■ **WORK TO BE COMPLETED**
From the records below, copy each line in which the string "PathBuf" occurs.

■ **INFORMATION GIVEN**
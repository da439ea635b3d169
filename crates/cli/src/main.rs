//! # minte
//!
//! Command-line interface for the malaria intervention emulator.

use anyhow::{bail, Context, Result};
use clap::{Parser, Subcommand};
use emulator_facade::{
    calculate_overall_dn0, Emulator, EmulatorConfig, EmulatorResults, ModelType, Predictor,
    RunOptions, ScenarioParameters, DEFAULT_TIME_STEPS,
};
use serde::Serialize;
use std::fs::File;
use std::io::{BufReader, BufWriter, Write};
use std::path::{Path, PathBuf};
use tracing_subscriber::{layer::SubscriberExt, util::SubscriberInitExt};

#[derive(Parser)]
#[command(name = "minte")]
#[command(about = "Malaria intervention emulator CLI", long_about = None)]
struct Cli {
    /// Directory holding the pretrained model artifacts
    #[arg(long, global = true)]
    models_dir: Option<PathBuf>,

    /// Emulator configuration file (JSON)
    #[arg(long, global = true)]
    config: Option<PathBuf>,

    #[command(subcommand)]
    command: Commands,
}

#[derive(Subcommand)]
enum Commands {
    /// Run scenarios through the emulator
    Run {
        /// Scenario parameters (JSON, `kind` = raw | aggregated)
        #[arg(short, long)]
        input: PathBuf,

        /// Outcome to predict (prevalence, cases); repeatable
        #[arg(short, long = "predictor", default_value = "prevalence")]
        predictors: Vec<Predictor>,

        /// Model architecture (LSTM, GRU); repeatable
        #[arg(short, long = "model-type", default_value = "LSTM")]
        model_types: Vec<ModelType>,

        /// Number of daily steps to predict
        #[arg(short, long, default_value_t = DEFAULT_TIME_STEPS)]
        time_steps: usize,

        /// Record per-stage timings
        #[arg(long)]
        benchmark: bool,

        /// Output file (.json or .csv); JSON to stdout when omitted
        #[arg(short, long)]
        output: Option<PathBuf>,
    },

    /// Load every model artifact up front and report what is missing
    Preload {
        /// Fail on the first missing artifact
        #[arg(long)]
        strict: bool,

        /// Log each model as it loads
        #[arg(short, long)]
        verbose: bool,
    },

    /// Aggregate net usage into dn0 and overall net use
    Dn0 {
        /// Pyrethroid resistance level in [0, 1]
        #[arg(short, long)]
        resistance: f64,

        /// Net usage as CODE=FRACTION (py_only, py_pbo, py_pyrrole, py_ppf); repeatable
        #[arg(short, long = "usage", value_parser = parse_usage)]
        usage: Vec<(String, f64)>,
    },
}

/// Parse `py_only=0.4` style usage arguments
fn parse_usage(arg: &str) -> std::result::Result<(String, f64), String> {
    let (code, fraction) = arg
        .split_once('=')
        .ok_or_else(|| format!("expected CODE=FRACTION, got '{arg}'"))?;
    let fraction = fraction
        .trim()
        .parse::<f64>()
        .map_err(|e| format!("invalid fraction in '{arg}': {e}"))?;
    Ok((code.trim().to_string(), fraction))
}

/// Configuration file, then `MINTER_MODELS_DIR`, then `--models-dir`
fn load_config(config: Option<&Path>, models_dir: Option<PathBuf>) -> Result<EmulatorConfig> {
    let base = match config {
        Some(path) => EmulatorConfig::from_file(path)
            .with_context(|| format!("Failed to load configuration {:?}", path))?,
        None => EmulatorConfig::default(),
    };
    let config = base.with_env_overrides();
    let config = match models_dir {
        Some(dir) => config.with_models_dir(dir),
        None => config,
    };
    tracing::debug!(models_dir = %config.models_dir.display(), "resolved configuration");
    Ok(config)
}

/// Load scenario parameters from a JSON file
fn load_parameters(path: &Path) -> Result<ScenarioParameters> {
    let file = File::open(path).with_context(|| format!("Failed to open {:?}", path))?;
    serde_json::from_reader(BufReader::new(file))
        .with_context(|| format!("Failed to parse scenario parameters in {:?}", path))
}

/// One flat output row for CSV export
#[derive(Serialize)]
struct CsvRow<'a> {
    predictor: Predictor,
    scenario_tag: &'a str,
    model_type: ModelType,
    timestep: usize,
    value: f64,
    eir: f64,
    prevalence: Option<f64>,
    resistance: Option<f64>,
    dn0_use: f64,
    dn0_future: f64,
    itn_use: f64,
    itn_future: f64,
    #[serde(rename = "Q0")]
    q0: f64,
    phi_bednets: f64,
    seasonal: f64,
    routine: f64,
    irs_use: f64,
    irs_future: f64,
    lsm: f64,
}

fn write_csv<W: Write>(results: &EmulatorResults, writer: W) -> Result<()> {
    let mut writer = csv::Writer::from_writer(writer);
    for table in results.tables() {
        for row in table.rows() {
            writer.serialize(CsvRow {
                predictor: table.predictor,
                scenario_tag: &row.scenario_tag,
                model_type: row.model_type,
                timestep: row.timestep,
                value: row.value,
                eir: row.scenario.eir,
                prevalence: row.scenario.prevalence,
                resistance: row.scenario.resistance,
                dn0_use: row.scenario.dn0_use,
                dn0_future: row.scenario.dn0_future,
                itn_use: row.scenario.itn_use,
                itn_future: row.scenario.itn_future,
                q0: row.scenario.q0,
                phi_bednets: row.scenario.phi_bednets,
                seasonal: row.scenario.seasonal,
                routine: row.scenario.routine,
                irs_use: row.scenario.irs_use,
                irs_future: row.scenario.irs_future,
                lsm: row.scenario.lsm,
            })?;
        }
    }
    writer.flush()?;
    Ok(())
}

/// Write results to file (format by extension) or stdout as JSON
fn write_results(results: &EmulatorResults, output: Option<&Path>) -> Result<()> {
    let Some(path) = output else {
        let stdout = std::io::stdout();
        serde_json::to_writer_pretty(stdout.lock(), results)?;
        println!();
        return Ok(());
    };

    let file = File::create(path).with_context(|| format!("Failed to create output {:?}", path))?;
    let writer = BufWriter::new(file);
    let ext = path
        .extension()
        .and_then(|e| e.to_str())
        .unwrap_or("")
        .to_lowercase();
    match ext.as_str() {
        "csv" => write_csv(results, writer)?,
        "json" | "" => serde_json::to_writer_pretty(writer, results)?,
        other => bail!("Unsupported output format '.{other}', expected .json or .csv"),
    }
    println!("Results written to {:?}", path);
    Ok(())
}

fn run_scenarios(
    config: EmulatorConfig,
    input: PathBuf,
    options: RunOptions,
    output: Option<PathBuf>,
) -> Result<()> {
    let parameters = load_parameters(&input)?;
    let emulator = Emulator::from_config(config)?;
    let results = emulator
        .run_scenarios(&parameters, &options)
        .context("Emulator run failed")?;

    for table in results.tables() {
        eprintln!("{}: {} rows", table.predictor, table.len());
        for summary in table.summary_by_scenario() {
            eprintln!(
                "  {:<20} {:<5} mean {:.4}  min {:.4}  max {:.4}",
                summary.scenario_tag,
                summary.model_type.as_str(),
                summary.mean,
                summary.min,
                summary.max
            );
        }
    }
    if let Some(benchmarks) = &results.benchmarks {
        eprintln!("\nTimings:");
        for line in benchmarks.as_rows() {
            eprintln!("  {line}");
        }
    }

    write_results(&results, output.as_deref())
}

fn run_preload(mut config: EmulatorConfig, strict: bool, verbose: bool) -> Result<()> {
    config.strict_warm_up |= strict;
    let emulator = Emulator::from_config(config)?;
    let report = emulator.preload(verbose).context("Model warm-up failed")?;

    println!("Models directory: {}", emulator.cache().location());
    for key in &report.loaded {
        println!("  loaded   {key}");
    }
    for key in &report.missing {
        println!("  missing  {key}");
    }
    if !report.is_complete() {
        bail!("{} model artifact(s) missing", report.missing.len());
    }
    Ok(())
}

fn run_dn0(resistance: f64, usage: Vec<(String, f64)>) -> Result<()> {
    let result = calculate_overall_dn0(
        resistance,
        usage.iter().map(|(code, fraction)| (code.as_str(), *fraction)),
    )?;
    println!("{}", serde_json::to_string_pretty(&result)?);
    Ok(())
}

fn main() {
    let cli = Cli::parse();

    tracing_subscriber::registry()
        .with(tracing_subscriber::fmt::layer().with_writer(std::io::stderr))
        .with(
            tracing_subscriber::EnvFilter::try_from_default_env()
                .unwrap_or_else(|_| "minte=info,emulator_core=info".into()),
        )
        .init();

    let result = load_config(cli.config.as_deref(), cli.models_dir).and_then(|config| {
        match cli.command {
            Commands::Run {
                input,
                predictors,
                model_types,
                time_steps,
                benchmark,
                output,
            } => {
                let options = RunOptions::new()
                    .predictors(predictors)
                    .model_types(model_types)
                    .time_steps(time_steps)
                    .benchmark(benchmark);
                run_scenarios(config, input, options, output)
            }

            Commands::Preload { strict, verbose } => run_preload(config, strict, verbose),

            Commands::Dn0 { resistance, usage } => run_dn0(resistance, usage),
        }
    });

    if let Err(e) = result {
        eprintln!("Error: {:#}", e);
        std::process::exit(1);
    }
}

■ **OUTPUT FOR THIS EXERCISE**
use std::path::{Path, PathBuf};
    models_dir: Option<PathBuf>,
    config: Option<PathBuf>,
        input: PathBuf,
        output: Option<PathBuf>,
fn load_config(config: Option<&Path>, models_dir: Option<PathBuf>) -> Result<EmulatorConfig> {
    input: PathBuf,
    output: Option<PathBuf>,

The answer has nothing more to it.